#### [Directions]
In the data below, which lines hold the word "GraphError"? Copy them.

*** Opening Records to process ***

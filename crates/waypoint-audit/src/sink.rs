// sink.rs — Observer sink that streams graph events to a JSONL log.

use std::path::Path;
use std::sync::Mutex;

use waypoint_graph::{GraphError, GraphEvent, Observer};

use crate::error::AuditError;
use crate::log::{AuditLog, AuditRecord};

/// Streams every graph event to an append-only JSONL file as it
/// happens.
///
/// Register this on the graph's [`waypoint_graph::Observers`] to get a
/// live on-disk trail, as opposed to [`AuditLog::export_graph`], which
/// dumps accumulated state after the fact. The log sits behind a mutex
/// because observers are invoked from whatever thread mutated the
/// graph.
pub struct JsonlSink {
    log: Mutex<AuditLog>,
}

impl JsonlSink {
    pub fn open(path: impl AsRef<Path>) -> Result<Self, AuditError> {
        Ok(Self {
            log: Mutex::new(AuditLog::open(path)?),
        })
    }
}

impl Observer for JsonlSink {
    fn audit(&self, event: &GraphEvent) -> Result<(), GraphError> {
        let record = AuditRecord::from_event(event);
        let mut log = self
            .log
            .lock()
            .map_err(|_| GraphError::SinkError("audit log lock poisoned".to_string()))?;
        log.append(&record)
            .map_err(|e| GraphError::SinkError(e.to_string()))
    }
}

*** Closing Records to process ***

#### [Reply to the exercise]
use waypoint_graph::{GraphError, GraphEvent, Observer};
    fn audit(&self, event: &GraphEvent) -> Result<(), GraphError> {
            .map_err(|_| GraphError::SinkError("audit log lock poisoned".to_string()))?;
            .map_err(|e| GraphError::SinkError(e.to_string()))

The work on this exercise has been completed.